• **Source material**:
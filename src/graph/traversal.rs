//! BFS shortest paths over the in-memory knowledge graph

use std::collections::{HashMap, VecDeque};

use petgraph::graph::{EdgeIndex, NodeIndex};
use petgraph::visit::EdgeRef;

use super::KnowledgeGraph;

/// Path queries over a loaded graph
///
/// Kept behind a trait so the store can be tested against scripted answers.
pub trait GraphAlgorithms: Send + Sync {
    /// Whether `to` is reachable from `from` along directed edges
    fn has_path(&self, graph: &KnowledgeGraph, from: NodeIndex, to: NodeIndex) -> bool;

    /// One minimum-hop path from `from` to `to`, endpoints included
    fn shortest_path(
        &self,
        graph: &KnowledgeGraph,
        from: NodeIndex,
        to: NodeIndex,
    ) -> Option<Vec<NodeIndex>>;
}

/// Unweighted breadth-first search
///
/// Out-edges are expanded in insertion order, so among equal-length paths the
/// one reached through earlier edges wins.
#[derive(Debug, Default, Clone, Copy)]
pub struct BreadthFirst;

/// Successors of `node`, following edges in the order they were added
fn successors_in_order(graph: &KnowledgeGraph, node: NodeIndex) -> Vec<NodeIndex> {
    let mut edges: Vec<(EdgeIndex, NodeIndex)> =
        graph.edges(node).map(|e| (e.id(), e.target())).collect();
    edges.sort_by_key(|(id, _)| *id);
    edges.into_iter().map(|(_, target)| target).collect()
}

impl GraphAlgorithms for BreadthFirst {
    fn has_path(&self, graph: &KnowledgeGraph, from: NodeIndex, to: NodeIndex) -> bool {
        petgraph::algo::has_path_connecting(graph, from, to, None)
    }

    fn shortest_path(
        &self,
        graph: &KnowledgeGraph,
        from: NodeIndex,
        to: NodeIndex,
    ) -> Option<Vec<NodeIndex>> {
        if from == to {
            return Some(vec![from]);
        }

        let mut parent: HashMap<NodeIndex, NodeIndex> = HashMap::new();
        let mut queue = VecDeque::new();
        queue.push_back(from);
        parent.insert(from, from);

        while let Some(node) = queue.pop_front() {
            for next in successors_in_order(graph, node) {
                if parent.contains_key(&next) {
                    continue;
                }
                parent.insert(next, node);
                if next == to {
                    let mut path = vec![to];
                    let mut cursor = to;
                    while cursor != from {
                        cursor = parent[&cursor];
                        path.push(cursor);
                    }
                    path.reverse();
                    return Some(path);
                }
                queue.push_back(next);
            }
        }

        None
    }
}

#[cfg(test)]
mod tests {
    use super::*;
    use crate::graph::{Node, NodeData, Relation};

    fn node(id: &str) -> Node {
        Node {
            identifier: id.to_string(),
            kind: "Test".to_string(),
            name: id.to_string(),
            data: NodeData::default(),
        }
    }

    fn rel(a: &str, b: &str) -> Relation {
        Relation {
            source: a.to_string(),
            target: b.to_string(),
            kind: "links".to_string(),
        }
    }

    /// a -> b -> c -> d, a -> d2 -> d, c -> a (cycle)
    fn sample() -> (KnowledgeGraph, Vec<NodeIndex>) {
        let mut g = KnowledgeGraph::new();
        let ids: Vec<_> = ["a", "b", "c", "d", "d2"].iter().map(|id| g.add_node(node(id))).collect();
        g.add_edge(ids[0], ids[1], rel("a", "b"));
        g.add_edge(ids[1], ids[2], rel("b", "c"));
        g.add_edge(ids[2], ids[3], rel("c", "d"));
        g.add_edge(ids[0], ids[4], rel("a", "d2"));
        g.add_edge(ids[4], ids[3], rel("d2", "d"));
        g.add_edge(ids[2], ids[0], rel("c", "a"));
        (g, ids)
    }

    #[test]
    fn test_shortest_path_prefers_fewer_hops() {
        let (g, ids) = sample();
        let path = BreadthFirst.shortest_path(&g, ids[0], ids[3]).unwrap();
        assert_eq!(path, vec![ids[0], ids[4], ids[3]]);
    }

    #[test]
    fn test_shortest_path_single_hop() {
        let (g, ids) = sample();
        let path = BreadthFirst.shortest_path(&g, ids[0], ids[1]).unwrap();
        assert_eq!(path, vec![ids[0], ids[1]]);
    }

    #[test]
    fn test_directed_reachability() {
        let (g, ids) = sample();
        assert!(BreadthFirst.has_path(&g, ids[0], ids[3]));
        assert!(!BreadthFirst.has_path(&g, ids[3], ids[0]));
        assert!(BreadthFirst.shortest_path(&g, ids[3], ids[0]).is_none());
    }

    #[test]
    fn test_cycle_terminates() {
        let (g, ids) = sample();
        let path = BreadthFirst.shortest_path(&g, ids[2], ids[1]).unwrap();
        assert_eq!(path, vec![ids[2], ids[0], ids[1]]);
    }

    #[test]
    fn test_equal_length_tie_follows_insertion_order() {
        let mut g = KnowledgeGraph::new();
        let s = g.add_node(node("s"));
        let x = g.add_node(node("x"));
        let y = g.add_node(node("y"));
        let t = g.add_node(node("t"));
        g.add_edge(s, x, rel("s", "x"));
        g.add_edge(s, y, rel("s", "y"));
        g.add_edge(y, t, rel("y", "t"));
        g.add_edge(x, t, rel("x", "t"));
        let path = BreadthFirst.shortest_path(&g, s, t).unwrap();
        assert_eq!(path, vec![s, x, t]);
    }
}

• **Description of the task**:
Repeat exactly the lines of the listing above, from the one with "Unweighted breadth-first search" down to the one with "let mut parent: HashMap<NodeIndex, NodeIndex>"; both of those lines belong in the range.

• **Task result**:
/// Unweighted breadth-first search
///
/// Out-edges are expanded in insertion order, so among equal-length paths the
/// one reached through earlier edges wins.
#[derive(Debug, Default, Clone, Copy)]
pub struct BreadthFirst;

/// Successors of `node`, following edges in the order they were added
fn successors_in_order(graph: &KnowledgeGraph, node: NodeIndex) -> Vec<NodeIndex> {
    let mut edges: Vec<(EdgeIndex, NodeIndex)> =
        graph.edges(node).map(|e| (e.id(), e.target())).collect();
    edges.sort_by_key(|(id, _)| *id);
    edges.into_iter().map(|(_, target)| target).collect()
}

impl GraphAlgorithms for BreadthFirst {
    fn has_path(&self, graph: &KnowledgeGraph, from: NodeIndex, to: NodeIndex) -> bool {
        petgraph::algo::has_path_connecting(graph, from, to, None)
    }

    fn shortest_path(
        &self,
        graph: &KnowledgeGraph,
        from: NodeIndex,
        to: NodeIndex,
    ) -> Option<Vec<NodeIndex>> {
        if from == to {
            return Some(vec![from]);
        }

        let mut parent: HashMap<NodeIndex, NodeIndex> = HashMap::new();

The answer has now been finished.